But in all his chronicle there is no suggestion of anything more to hope for, anything beyond. Beautiful as the picture is, it is that of a system which had reached maturity: a condition of stagnation, not of growth. In less than a decade, the terrific convulsions in European politics made themselves felt even in the remote Philippines, and then began the gradual drawing away of the people from their rulers—blind gropings and erratic wanderings at first, but nevertheless persistent and vigorous tendencies.

The first notable influence was the admission of representatives for the Philippines into the Spanish Cortes under the revolutionary governments and the abolition of the trade monopoly with Mexico. The last galleon reached Manila in 1815, and soon foreign commercial interests were permitted, in a restricted way, to enter the country. Then with the separation of Mexico and the other American colonies from Spain a more marked change was brought about in that direct communication was established with the mother country, and the absolutism of the hagiarchy first questioned by the numbers of Peninsular Spaniards who entered the islands to trade, some even to settle and rear families there. These also affected the native population in the larger centers by the spread of their ideas, which were not always in conformity with those that for several centuries the friars had been inculcating into their wards. Moreover, there was a not-inconsiderable portion [xiv]of the population, sprung from the friars themselves, who were eager to adopt the customs and ideas of the Spanish immigrants.

The suppression of many of the monasteries in Spain in 1835 caused a large influx of the disestablished monks into the Philippines in search for a haven, and a home, thus bringing about a conflict with the native clergy, who were displaced from their best holdings to provide berths for the newcomers. At the same time, the increase of education among the native priests brought the natural demand for more equitable treatment by the Spanish friar, so insistent that it even broke out into open rebellion in 1843 on the part of a young Tagalog who thought himself aggrieved in this respect.

Thus the struggle went on, with stagnation above and some growth below, so that the governors were ever getting further away from the governed, and for such a movement there is in the course of nature but one inevitable result, especially when outside influences are actively at work penetrating the social system and making for better things. Among these influences four cumulative ones may be noted: the spread of journalism, the introduction of steamships into the Philippines, the return of the Jesuits, and the opening of the Suez Canal.

The printing-press entered the islands with the conquest, but its use had been strictly confined to religious works until about the middle of the past century, when there was a sudden awakening and within a few years five journals were being published. In 1848 appeared the first regular newspaper of importance, El Diario de Manila, and about a decade later the principal organ of the Spanish-Filipino population, El Comercio, which, with varying vicissitudes, has continued down to the present. While rigorously censored, both politically and religiously, and accessible to only an infinitesimal portion of the people, they still performed the service of letting a few rays of light into the Cimmerian intellectual gloom of the time and place.

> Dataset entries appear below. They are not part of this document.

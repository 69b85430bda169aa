//! Unified error handling for the back office.

use thiserror::Error;

use crate::config::ConfigError;
use crate::db::StorageError;
use crate::services::{CartError, CheckoutError, CustomerError, SeedError};

/// Application-level error type.
#[derive(Debug, Error)]
pub enum AppError {
    /// Local storage failed.
    #[error("Storage error: {0}")]
    Storage(#[from] StorageError),

    /// Configuration could not be loaded.
    #[error("Configuration error: {0}")]
    Config(#[from] ConfigError),

    /// Reading or writing a user-supplied file failed.
    #[error("I/O error: {0}")]
    Io(#[from] std::io::Error),

    /// Input rejected before any state changed.
    #[error("Invalid input: {0}")]
    Validation(String),

    /// Resource not found.
    #[error("Not found: {0}")]
    NotFound(String),

    /// Internal error.
    #[error("Internal error: {0}")]
    Internal(String),
}

impl AppError {
    /// Whether the error came from rejected input rather than a failure.
    #[must_use]
    pub const fn is_validation(&self) -> bool {
        matches!(self, Self::Validation(_) | Self::NotFound(_))
    }

    /// Message safe to show an operator. Storage and internal failures are
    /// reduced to a generic line; the detail goes to the log.
    #[must_use]
    pub fn user_message(&self) -> String {
        match self {
            Self::Storage(_) => "Could not save changes. Please try again.".to_string(),
            Self::Internal(_) => "Internal error".to_string(),
            Self::Config(e) => e.to_string(),
            Self::Io(e) => e.to_string(),
            Self::Validation(msg) | Self::NotFound(msg) => msg.clone(),
        }
    }
}

impl From<CartError> for AppError {
    fn from(err: CartError) -> Self {
        match err {
            CartError::Storage(e) => Self::Storage(e),
            other => Self::Validation(other.to_string()),
        }
    }
}

impl From<CheckoutError> for AppError {
    fn from(err: CheckoutError) -> Self {
        match err {
            CheckoutError::Storage(e) => Self::Storage(e),
            other @ CheckoutError::CustomerNotFound(_) => Self::NotFound(other.to_string()),
            other => Self::Validation(other.to_string()),
        }
    }
}

impl From<CustomerError> for AppError {
    fn from(err: CustomerError) -> Self {
        match err {
            CustomerError::Storage(e) => Self::Storage(e),
            other => Self::Validation(other.to_string()),
        }
    }
}

impl From<SeedError> for AppError {
    fn from(err: SeedError) -> Self {
        match err {
            SeedError::Storage(e) => Self::Storage(e),
            SeedError::InvalidData(e) => Self::Internal(e.to_string()),
        }
    }
}
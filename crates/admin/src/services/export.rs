//! CSV exports of orders, inventory and customers.
//!
//! Every export starts with a header row. Fields containing a comma, quote
//! or line break are quoted with inner quotes doubled (RFC 4180).

use std::borrow::Cow;
use std::fmt::Write;

use autopos_core::Price;
use rust_decimal::Decimal;

use crate::models::{Customer, Order, Product};

/// One row per order.
#[must_use]
pub fn orders_csv(orders: &[Order]) -> String {
    let mut csv = String::from("Invoice,Date,Customer ID,Customer,Items,Units,Subtotal,Tax,Total,Payment,Status\n");
    for order in orders {
        let _ = writeln!(
            csv,
            "{},{},{},{},{},{},{},{},{},{},{}",
            field(order.id.as_str()),
            order.date.to_rfc3339(),
            field(order.customer_id.as_str()),
            field(&order.customer_name),
            order.items.len(),
            order.unit_count(),
            money(order.totals.subtotal),
            money(order.totals.tax),
            money(order.totals.total),
            order.payment_method,
            order.status,
        );
    }
    csv
}

/// One row per product.
#[must_use]
pub fn inventory_csv(products: &[Product]) -> String {
    let mut csv = String::from("ID,Make,Model,Year,Price,Stock,Colors,VIN,Condition,Mileage,Transmission,Fuel\n");
    for product in products {
        let _ = writeln!(
            csv,
            "{},{},{},{},{},{},{},{},{},{},{},{}",
            field(product.id.as_str()),
            field(&product.make),
            field(&product.model),
            product.year,
            money(product.price),
            product.stock,
            field(&product.colors.join("; ")),
            field(&product.vin),
            product.condition,
            product.mileage,
            field(&product.transmission),
            field(&product.fuel_type),
        );
    }
    csv
}

/// One row per customer.
#[must_use]
pub fn customers_csv(customers: &[Customer]) -> String {
    let mut csv = String::from("ID,Name,Email,Phone,Address,Orders\n");
    for customer in customers {
        let _ = writeln!(
            csv,
            "{},{},{},{},{},{}",
            field(customer.id.as_str()),
            field(&customer.name),
            field(customer.email.as_str()),
            field(&customer.phone),
            field(&customer.address),
            customer.order_count(),
        );
    }
    csv
}

fn money(price: Price) -> Decimal {
    price.amount().normalize()
}

fn field(value: &str) -> Cow<'_, str> {
    if value.contains([',', '"', '\n', '\r']) {
        Cow::Owned(format!("\"{}\"", value.replace('"', "\"\"")))
    } else {
        Cow::Borrowed(value)
    }
}

#[cfg(test)]
#[allow(clippy::unwrap_used)]
mod tests {
    use super::*;
    use autopos_core::{CustomerId, OrderId, OrderStatus, PaymentMethod, Totals};
    use chrono::{TimeZone, Utc};

    use crate::models::{CartLine, fixtures};

    #[test]
    fn test_field_quoting() {
        assert_eq!(field("plain"), "plain");
        assert_eq!(field("Doe, Jane"), "\"Doe, Jane\"");
        assert_eq!(field("the \"best\""), "\"the \"\"best\"\"\"");
        assert_eq!(field("two\nlines"), "\"two\nlines\"");
    }

    #[test]
    fn test_orders_csv() {
        let line = CartLine::new(fixtures::product("P1", "Toyota", 19_900, &["red"], 3), "red", 2);
        let order = Order {
            id: OrderId::new("INV-1"),
            customer_id: CustomerId::new("CU-1"),
            customer_name: "Doe, Jane".to_string(),
            totals: Totals::from_subtotal(line.line_total()),
            items: vec![line],
            payment_method: PaymentMethod::Cash,
            status: OrderStatus::Paid,
            date: Utc.with_ymd_and_hms(2024, 1, 1, 12, 0, 0).unwrap(),
        };

        let csv = orders_csv(&[order]);
        let rows: Vec<&str> = csv.lines().collect();
        assert_eq!(rows.len(), 2);
        assert!(rows[0].starts_with("Invoice,Date,"));
        assert_eq!(
            rows[1],
            "INV-1,2024-01-01T12:00:00+00:00,CU-1,\"Doe, Jane\",1,2,39800,3980,43780,cash,Paid"
        );
    }

    #[test]
    fn test_inventory_csv_joins_colors() {
        let csv = inventory_csv(&[fixtures::product("P1", "Toyota", 19_900, &["red", "black"], 3)]);
        let row = csv.lines().nth(1).unwrap();
        assert!(row.starts_with("P1,Toyota,Test,2022,19900,3,red; black,VIN-P1,new,0,"));
    }

    #[test]
    fn test_customers_csv() {
        let csv = customers_csv(&[fixtures::customer("CU-1", "Jane Doe")]);
        assert_eq!(
            csv,
            "ID,Name,Email,Phone,Address,Orders\nCU-1,Jane Doe,cu-1@example.com,0771234567,,0\n"
        );
    }

    #[test]
    fn test_empty_exports_have_headers_only() {
        assert_eq!(orders_csv(&[]).lines().count(), 1);
        assert_eq!(inventory_csv(&[]).lines().count(), 1);
        assert_eq!(customers_csv(&[]).lines().count(), 1);
    }
}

With the coming of steam navigation communication between the different parts of the islands was facilitated and trade encouraged, with all that such a change meant in the way of breaking up the old isolation and tending to a common understanding. Spanish power, too, was for the moment more firmly established, and Moro piracy in Luzon and the Bisayan [xv]Islands, which had been so great a drawback to the development of the country, was forever ended.

The return of the Jesuits produced two general results tending to dissatisfaction with the existing order. To them was assigned the missionary field of Mindanao, which meant the displacement of the Recollect Fathers in the missions there, and for these other berths had to be found. Again the native clergy were the losers in that they had to give up their best parishes in Luzon, especially around Manila and Cavite, so the breach was further widened and the soil sown with discontent. But more far-reaching than this immediate result was the educational movement inaugurated by the Jesuits. The native, already feeling the vague impulses from without and stirred by the growing restlessness of the times, here saw a new world open before him. A considerable portion of the native population in the larger centers, who had shared in the economic progress of the colony, were enabled to look beyond their daily needs and to afford their children an opportunity for study and advancement—a condition and a need met by the Jesuits for a time.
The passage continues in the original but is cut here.